By AM-GM, $\begin{aligned} \dfrac{1}{6}&=\dfrac{\dfrac{5(x+y)}{5}+\dfrac{3(y+z)}{3}+\dfrac{4(x+z)}{4}}{12}\\ &\ge \sqrt[12]{\dfrac{1}{5^5\cdot 3^3\cdot 4^4}(x+y)^5(y+z)^3(x+z)^4}\\ &\implies (x+y)^5(y+z)^3(x+z)^4\le \dfrac{5^5\cdot 3^3\cdot 4^4}{6^{12}} =\dfrac{5^5}{3^9\cdot 2^4} \end{aligned}$ with equality case $\dfrac{x+y}{5}=\dfrac{y+z}{3}=\dfrac{x+z}{4}$

Multiplying the above two inequalities gives $x(x+y)^5(y+z)^4(x+z)^4\le \dfrac{5^5}{3^9\cdot 2^6}$ But can this be reached?
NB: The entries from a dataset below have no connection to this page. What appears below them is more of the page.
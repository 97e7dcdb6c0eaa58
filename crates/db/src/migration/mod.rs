//! Database migrations.
//!
//! Migrations are managed using sea-orm-migration and written with the
//! schema builder so the same migration runs on Postgres and SQLite.

pub use sea_orm_migration::prelude::*;

mod m20261018_000001_ledger;

/// Migrator for running database migrations.
pub struct Migrator;

#[async_trait::async_trait]
impl MigratorTrait for Migrator {
    fn migrations() -> Vec<Box<dyn MigrationTrait>> {
        vec![Box::new(m20261018_000001_ledger::Migration)]
    }
}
Solving for the equality case, we see that $(x,y,z)=\left(\dfrac{1}{2}, \dfrac{1}{3}, \dfrac{1}{6}\right)$ satisfies both.
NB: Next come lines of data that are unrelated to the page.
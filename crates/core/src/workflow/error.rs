//! Workflow error types for the entry lifecycle.

use thiserror::Error;

use crate::workflow::types::EntryStatus;

/// Errors raised by the pure state machine.
#[derive(Debug, Clone, PartialEq, Eq, Error)]
pub enum WorkflowError {
    /// Attempted an invalid status transition.
    #[error("Invalid status transition from {from} to {to}")]
    InvalidTransition {
        /// The current status.
        from: EntryStatus,
        /// The attempted target status.
        to: EntryStatus,
    },

    /// Reversal reason is required but not provided.
    #[error("Reversal reason is required")]
    ReversalReasonRequired,

    /// The entry to reverse has no postings to negate.
    #[error("Entry has no postings to reverse")]
    NothingToReverse,
}

impl WorkflowError {
    /// Returns the HTTP status code for this error.
    #[must_use]
    pub fn status_code(&self) -> u16 {
        match self {
            Self::InvalidTransition { .. } => 409,
            Self::ReversalReasonRequired | Self::NothingToReverse => 400,
        }
    }

    /// Returns the error code for API responses.
    #[must_use]
    pub fn error_code(&self) -> &'static str {
        match self {
            Self::InvalidTransition { .. } => "INVALID_STATE_TRANSITION",
            Self::ReversalReasonRequired => "REVERSAL_REASON_REQUIRED",
            Self::NothingToReverse => "NOTHING_TO_REVERSE",
        }
    }
}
This means our answer is $5+5+3+9+2+6=\boxed{30}$ and we're done.

Moderator note:

To de-mystify this solution slightly, let's see how we can "guess" at these constants. We want to apply AM-GM to

$x A^5 \left( \frac{ 1-z} { A} \right)^5 B^4 \left( \frac{ 1-x} { B} \right)^4 C^4 \left( \frac{ 1-y} { C} \right)^5 \\ \leq A^5 B^4 C^4 ( \frac{x + 5 \frac{1-z}A + 4 \frac{1-x} B + 4 \frac{ 1-y} { C }}{1+5+4+4} ) ^ {1 + 5 + 4 + 4 }$

We have several conditions:
1) original condition : $x +y + z = 1$
2) AM-GM equality condition: $x = \frac{1-z}A = \frac{1-x} B = \frac{1-y}C$
3) RHS is a constant condition: $1 - \frac{4}{B} = - \frac{4}{C} = - \frac{ 5}{A}$

From 3, we get $B = \frac{4A}{A+5}, C = \frac{4A}{5}$ .
Substitute into 2, we get $x = \frac{A+5} { 5 ( A + 1) }, y = \frac{ -4A^2 + 5A + 25 } { 25 (A+1) }, z = \frac{ 5-A^2} { 5 ( A + 1) }$ .
Substitute into 1, we get $9 A^2 + 5 A - 50 = 0$ .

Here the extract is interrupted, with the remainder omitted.